Fadri danse avec les bulles de savon

Fadri n’est pas conscient de toutes ces considérations, et c’est tant mieux. Il fait à présent éclater les bulles avec ses mains, ses pieds et sa tête. Il en résulte de légères éclaboussures qui semblent tout d’abord perturber Fadri, puis lui font pousser de petits cris joyeux. Lorsque le bambin commence à taper du pied, le dr Ahoi suit le rythme avec son ukulélé. L’ambiance dans la chambre devient plus détendue, plus légère, plus insouciante. S’ensuit une farandole de bulles, de musique et de danses, et à la fin, tout le monde applaudit. Fadri affiche un sourire rayonnant. « Merci beaucoup de nous avoir offert ces précieux moments », s’exclame avec reconnaissance la mère de Fadri, lorsque le docteur Rêves ferme lentement la porte derrière lui.

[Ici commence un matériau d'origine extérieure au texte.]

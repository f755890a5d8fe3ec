//! Trait for outbound email integration.

use async_trait::async_trait;

use crate::domain::entities::account::{EMAIL_CHANGE_EXPIRY_MINUTES, RESET_CODE_EXPIRY_MINUTES};
use crate::domain::entities::registration::REGISTRATION_INTENT_TTL_MINUTES;

/// Trait for the email notifier.
///
/// Implementations live in the infrastructure layer; the error type is a
/// plain string because the flows only care that delivery failed, not why.
/// The convenience methods format the standard platform messages so every
/// flow sends the same wording.
#[async_trait]
pub trait MailServiceTrait: Send + Sync {
    /// Send an email. Returns the provider's message id.
    async fn send_mail(&self, to: &str, subject: &str, body: &str) -> Result<String, String>;

    /// Check if the address format is deliverable
    fn is_valid_email(&self, email: &str) -> bool;

    /// Send a registration confirmation code
    async fn send_confirmation_code(&self, to: &str, code: &str) -> Result<String, String> {
        let body = format!(
            "Welcome to Savora! Your confirmation code is: {}. \
             It expires in {} minutes.",
            code, REGISTRATION_INTENT_TTL_MINUTES
        );
        self.send_mail(to, "Confirm your Savora account", &body).await
    }

    /// Send a password reset code
    async fn send_reset_code(&self, to: &str, code: &str) -> Result<String, String> {
        let body = format!(
            "Forgot your password? Use this code to reset it: {}. \
             It expires in {} minutes.",
            code, RESET_CODE_EXPIRY_MINUTES
        );
        self.send_mail(to, "Your Savora password reset code", &body)
            .await
    }

    /// Send an email change confirmation code to the candidate address
    async fn send_email_change_code(&self, to: &str, code: &str) -> Result<String, String> {
        let body = format!(
            "Confirm your new Savora email address with this code: {}. \
             It expires in {} minutes.",
            code, EMAIL_CHANGE_EXPIRY_MINUTES
        );
        self.send_mail(to, "Confirm your new Savora email", &body)
            .await
    }
}
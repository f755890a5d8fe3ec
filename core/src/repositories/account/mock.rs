//! In-memory implementation of AccountRepository for tests.

use async_trait::async_trait;
use std::collections::HashMap;
use std::sync::Arc;
use tokio::sync::RwLock;
use uuid::Uuid;

use crate::domain::entities::account::Account;
use crate::errors::{AuthError, DomainError};

use super::trait_::AccountRepository;

/// In-memory account repository.
///
/// Mirrors the store's unique-index semantics: duplicate checks happen
/// under the same write lock as the insert, so two concurrent writers
/// cannot both claim a handle or email.
pub struct MockAccountRepository {
    accounts: Arc<RwLock<HashMap<Uuid, Account>>>,
}

impl MockAccountRepository {
    /// Create an empty mock repository
    pub fn new() -> Self {
        Self {
            accounts: Arc::new(RwLock::new(HashMap::new())),
        }
    }

    /// Create a mock repository pre-seeded with accounts
    pub async fn with_accounts(accounts: Vec<Account>) -> Self {
        let repo = Self::new();
        {
            let mut map = repo.accounts.write().await;
            for account in accounts {
                map.insert(account.id, account);
            }
        }
        repo
    }

    /// Number of stored accounts
    pub async fn len(&self) -> usize {
        self.accounts.read().await.len()
    }

    pub async fn is_empty(&self) -> bool {
        self.accounts.read().await.is_empty()
    }

    fn duplicate_of(map: &HashMap<Uuid, Account>, account: &Account) -> Option<String> {
        for existing in map.values() {
            if existing.id == account.id {
                continue;
            }
            if existing.email == account.email {
                return Some("email".to_string());
            }
            if existing.handle == account.handle {
                return Some("handle".to_string());
            }
        }
        None
    }
}

impl Default for MockAccountRepository {
    fn default() -> Self {
        Self::new()
    }
}

#[async_trait]
impl AccountRepository for MockAccountRepository {
    async fn find_by_id(&self, id: Uuid) -> Result<Option<Account>, DomainError> {
        let accounts = self.accounts.read().await;
        Ok(accounts.get(&id).cloned())
    }

    async fn find_by_email(&self, email: &str) -> Result<Option<Account>, DomainError> {
        let folded = email.trim().to_lowercase();
        let accounts = self.accounts.read().await;
        Ok(accounts.values().find(|a| a.email == folded).cloned())
    }

    async fn find_by_handle(&self, handle: &str) -> Result<Option<Account>, DomainError> {
        let accounts = self.accounts.read().await;
        Ok(accounts.values().find(|a| a.handle == handle).cloned())
    }

    async fn create(&self, account: Account) -> Result<Account, DomainError> {
        let mut accounts = self.accounts.write().await;

        if let Some(field) = Self::duplicate_of(&accounts, &account) {
            return Err(AuthError::DuplicateActive { field }.into());
        }

        accounts.insert(account.id, account.clone());
        Ok(account)
    }

    async fn update(&self, account: Account) -> Result<Account, DomainError> {
        let mut accounts = self.accounts.write().await;

        if !accounts.contains_key(&account.id) {
            return Err(DomainError::Database {
                message: "account not found".to_string(),
            });
        }
        if let Some(field) = Self::duplicate_of(&accounts, &account) {
            return Err(AuthError::DuplicateActive { field }.into());
        }

        accounts.insert(account.id, account.clone());
        Ok(account)
    }

    async fn delete(&self, id: Uuid) -> Result<bool, DomainError> {
        let mut accounts = self.accounts.write().await;
        Ok(accounts.remove(&id).is_some())
    }
}
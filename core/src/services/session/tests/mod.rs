//! Tests for the session issuer
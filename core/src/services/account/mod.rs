//! Account management: profile, password change, deletion

mod service;

#[cfg(test)]
mod tests;

pub use service::AccountService;
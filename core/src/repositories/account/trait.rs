//! Account repository trait defining the interface for account persistence.
//!
//! Implementations handle the actual storage operations while keeping the
//! boundary between domain and infrastructure layers. The store enforces
//! unique indexes on handle and email, so create/update are the final word
//! on uniqueness even under concurrent writers: flow-level duplicate
//! checks are advisory, the index is authoritative.

use async_trait::async_trait;
use uuid::Uuid;

use crate::domain::entities::account::Account;
use crate::errors::DomainError;

/// Repository trait for Account persistence operations
#[async_trait]
pub trait AccountRepository: Send + Sync {
    /// Find an account by its unique identifier
    async fn find_by_id(&self, id: Uuid) -> Result<Option<Account>, DomainError>;

    /// Find an account by email. The lookup is case-insensitive; callers
    /// may pass the address in any casing.
    async fn find_by_email(&self, email: &str) -> Result<Option<Account>, DomainError>;

    /// Find an account by its exact handle
    async fn find_by_handle(&self, handle: &str) -> Result<Option<Account>, DomainError>;

    /// Insert a new account.
    ///
    /// Fails with `AuthError::DuplicateActive` if the unique index on
    /// handle or email rejects the row.
    async fn create(&self, account: Account) -> Result<Account, DomainError>;

    /// Update an existing account.
    ///
    /// Fails with `AuthError::DuplicateActive` on a unique-index clash
    /// (an update can move an account onto a taken email).
    async fn update(&self, account: Account) -> Result<Account, DomainError>;

    /// Delete an account. Returns false if no such account existed.
    /// The store cascades the member's recipes and groups.
    async fn delete(&self, id: Uuid) -> Result<bool, DomainError>;
}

Les bons plans de l’influenceur Leonidas

« Eh bien, voilà enfin un grand ! Jusqu’à présent, j’ai rendu visite à des petits et je ne pouvais pas leur demander des choses comme ça », s’exclame le dr Ahoi, en guise de bonjour à Leonidas, douze ans. L’adolescent aux yeux pétillants est visiblement flatté. Au-dessus de sa tête, un écriteau indique en grandes lettres : « Doit rester alité ». Sur la table de nuit, on peut apercevoir le roman d’Alexandre Dumas, « Le Comte de Monte-Cristo ». Dr Ahoi s’empresse de demander conseil à l’adolescent, amateur de littérature : « Je veux devenir célèbre. Je veux devenir un… comment dit-on déjà… Influenza ? » – « Influenceur? » – « Oui, c’est ça, un influenceur ! Que dois-je faire ? »
« Un petit sourire passe toujours bien. » L’expert Leonidas conseille le dr Ahoi pour son premier selfie.

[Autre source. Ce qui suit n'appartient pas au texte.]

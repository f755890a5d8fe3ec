//! Credential reset flow: request, verify, complete
//!
//! The reset intent lives on the account row as a code/expiry pair. At
//! most one is active; a new request overwrites the previous one. Codes
//! are matched against the account that owns the email, never by a
//! store-wide code scan.

mod service;

#[cfg(test)]
mod tests;

pub use service::PasswordResetService;
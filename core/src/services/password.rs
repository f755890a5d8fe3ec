//! Password hashing and policy.
//!
//! Hashing is an explicit step inside each flow, invoked before any
//! persistence call. Repositories only ever see hashes; there is no
//! hash-on-save hook anywhere that could re-hash on unrelated writes.

use crate::errors::{AuthError, DomainError, DomainResult};

/// Minimum accepted password length
pub const MIN_PASSWORD_LENGTH: usize = 6;

/// Check the password against policy before hashing it.
pub fn validate_password(password: &str) -> DomainResult<()> {
    if password.chars().count() < MIN_PASSWORD_LENGTH {
        return Err(AuthError::PasswordTooShort {
            min: MIN_PASSWORD_LENGTH,
        }
        .into());
    }
    Ok(())
}

/// Hash a password with bcrypt at the default cost.
pub fn hash_password(password: &str) -> DomainResult<String> {
    bcrypt::hash(password, bcrypt::DEFAULT_COST).map_err(|e| DomainError::Internal {
        message: format!("Failed to hash password: {}", e),
    })
}

/// Verify a password against a stored bcrypt hash.
pub fn verify_password(password: &str, hash: &str) -> DomainResult<bool> {
    bcrypt::verify(password, hash).map_err(|e| DomainError::Internal {
        message: format!("Failed to verify password: {}", e),
    })
}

« Un petit sourire passe toujours bien. » L’expert Leonidas conseille le dr Ahoi pour son premier selfie.

Le docteur Rêves est tout heureux d’apprendre que la musique pourrait déjà l’aider à générer de bons taux de clics. D’après Leonidas, la chanson de Fifi Brindacier n’est pas appropriée pour faire du hip-hop à succès. Il faut un style plus saccadé « Yo, yo, yo. Je suis le docteur Ahoi ! Mon influenceur s’appelle Leonidas ! Yo, yo. Ye, ye. » Ahoi pince les cordes avec vigueur. Leonidas conseille gentiment à l’apprenti rappeur de s’exercer encore un peu. Le docteur Rêves prend la situation avec philosophie. De toute façon, ce qu’il veut absolument maintenant, c’est prendre un selfie avec Léonidas, son influenceur préféré. « Clic », ce moment unique est immortalisé.
Tout sourire, Leonidas a visiblement apprécie ce moment de distraction avec le dr Ahoi.

Tout sourire, Leonidas a visiblement apprécie ce moment de distraction avec le dr Ahoi.

  • Depuis 1996, la Fondation Théodora rend visite chaque semaine aux petits patients de l’Hôpital cantonal des Grisons.
  • Les drs Rêves y ont réalisé à ce jour plus de 7000 heures de visites auprès des enfants et de leurs parents.
  • Depuis 20 ans, le docteur Ahoi offre du rire aux enfants.